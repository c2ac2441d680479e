use std::path::Path;

use anyhow::bail;
use indoc::indoc;
use secrecy::SecretString;

use crate::Config;

pub fn load<P: AsRef<Path>>(path: P) -> anyhow::Result<Config> {
    let content = std::fs::read_to_string(path.as_ref())?;
    let mut config: Config = toml::from_str(&content)?;

    apply_env_overrides(&mut config);
    validate_has_providers(&config)?;

    Ok(config)
}

/// Environment variables win over file values for the PostHog section.
fn apply_env_overrides(config: &mut Config) {
    if let Ok(key) = std::env::var("POSTHOG_API_KEY")
        && !key.is_empty()
    {
        config.posthog.api_key = Some(SecretString::from(key));
    }

    if let Ok(url) = std::env::var("POSTHOG_BASE_URL")
        && !url.is_empty()
    {
        config.posthog.base_url = Some(url);
    }

    if let Ok(include) = std::env::var("POSTHOG_INCLUDE_CONTENT") {
        config.posthog.include_content = matches!(include.as_str(), "1" | "true" | "TRUE" | "yes");
    }
}

pub(crate) fn validate_has_providers(config: &Config) -> anyhow::Result<()> {
    if config.providers.is_empty() {
        bail!(indoc! {r#"
            No providers configured. Switchboard requires at least one upstream provider to function.

            Example configuration:

              [providers.openai]
              style = "openai"
              base_url = "https://api.openai.com/v1"
        "#});
    }

    for (name, provider) in &config.providers {
        if name.is_empty() || name.chars().any(|c| c.is_ascii_uppercase() || c == '/') {
            bail!("Provider name '{name}' must be a lowercase token without slashes");
        }

        if let Some(base_url) = &provider.base_url
            && url::Url::parse(base_url).is_err()
        {
            bail!("Provider '{name}' has an invalid base_url: {base_url}");
        }
    }

    Ok(())
}

#[cfg(test)]
mod tests {
    use indoc::indoc;
    use insta::assert_snapshot;

    use crate::Config;

    #[test]
    fn validation_rejects_empty_provider_table() {
        let config = Config::default();
        let error = super::validate_has_providers(&config).unwrap_err().to_string();

        assert_snapshot!(error, @r#"
        No providers configured. Switchboard requires at least one upstream provider to function.

        Example configuration:

          [providers.openai]
          style = "openai"
          base_url = "https://api.openai.com/v1"
        "#);
    }

    #[test]
    fn validation_rejects_uppercase_provider_name() {
        let config: Config = toml::from_str(indoc! {r#"
            [providers.OpenAI]
            style = "openai"
        "#})
        .unwrap();

        let error = super::validate_has_providers(&config).unwrap_err().to_string();
        assert_snapshot!(error, @"Provider name 'OpenAI' must be a lowercase token without slashes");
    }

    #[test]
    fn validation_rejects_invalid_base_url() {
        let config: Config = toml::from_str(indoc! {r#"
            [providers.openai]
            style = "openai"
            base_url = "not a url"
        "#})
        .unwrap();

        let error = super::validate_has_providers(&config).unwrap_err().to_string();
        assert_snapshot!(error, @"Provider 'openai' has an invalid base_url: not a url");
    }

    #[test]
    fn validation_accepts_configured_provider() {
        let config: Config = toml::from_str(indoc! {r#"
            [providers.cloudflare]
            style = "openai"
            base_url = "https://gateway.ai.cloudflare.com/v1"
        "#})
        .unwrap();

        assert!(super::validate_has_providers(&config).is_ok());
    }
}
________________________________________
ASSIGNED TASK
Wherever a line above contains "anyhow", copy that line.

REPLY
use anyhow::bail;
pub fn load<P: AsRef<Path>>(path: P) -> anyhow::Result<Config> {
pub(crate) fn validate_has_providers(config: &Config) -> anyhow::Result<()> {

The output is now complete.